Here is the profile of my “calling the kernel”:

----------------------------------------- 

                         making data: 21%

 cudaMemcpyHostToDevice (~300 bytes): 15%

         Kernel<<< grid, threads >>>: 11%

                         249 threads:  6%

 cudaMemcpyDeviceToHost (1992 bytes): 47%

-----------------------------------------

Total time                          100%

The ray tracing itself takes 6%, but the data exchange is more than half of total time. So, the implementation of your suggestion will remove ~ 11% only (the kernel initializing).

Thank you, Paulius, and excuse me for this inaccurate info, I will correct it.

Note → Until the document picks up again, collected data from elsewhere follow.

// THEORY:
// Numeric degeneracies inside a frame (empty candidate sets, zero weights, zero slopes) are never
// errors: they collapse to "no estimate" and the tracker carries the last good line forward. What
// remains for `LaneError` is the small set of failures that cannot be recovered locally: a bad
// deployment profile, I/O around that profile or a still image, and a stream that was driven out
// of frame order or has already shut down.

use thiserror::Error;

#[derive(Debug, Error)]
pub enum LaneError {
    #[error("invalid deployment profile: {0}")]
    InvalidProfile(String),

    #[error("failed to read deployment profile: {0}")]
    ProfileIo(#[from] std::io::Error),

    #[error("failed to parse deployment profile: {0}")]
    ProfileParse(#[from] serde_yaml::Error),

    #[error("image error: {0}")]
    Image(#[from] image::ImageError),

    /// The tracker was asked to advance with a frame that is not the next one in sequence.
    #[error("frame {got} arrived out of order (expected frame {expected})")]
    OutOfOrderFrame { expected: u64, got: u64 },

    #[error("stream {0} is closed")]
    StreamClosed(u64),

    #[error("stream pool is full ({0} streams open)")]
    PoolFull(usize),
}

pub type Result<T> = std::result::Result<T, LaneError>;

It will likely remove more than 11%, as the overhead of transferring data to/from GPU gets lower when more data needs to be transferred. So the time to transfer 100 times 100 bytes is (much) longer as the time to transfer 10000 bytes.

In current version of LINZIK the lens optimizer runs on CPU and calls the goal (merit) function on CUDA. The optimizer creates a job for raytracer step by step. But it never has many jobs simultaneously.

It’s possible to include the optimizer in CUDA kernel, but this addition means that the LINZIK language interpreter (at least his virtual machine) must be there…

The new question.

What’s the error code: 7 or 9? The “CudaError_enum type” has no such error explanations.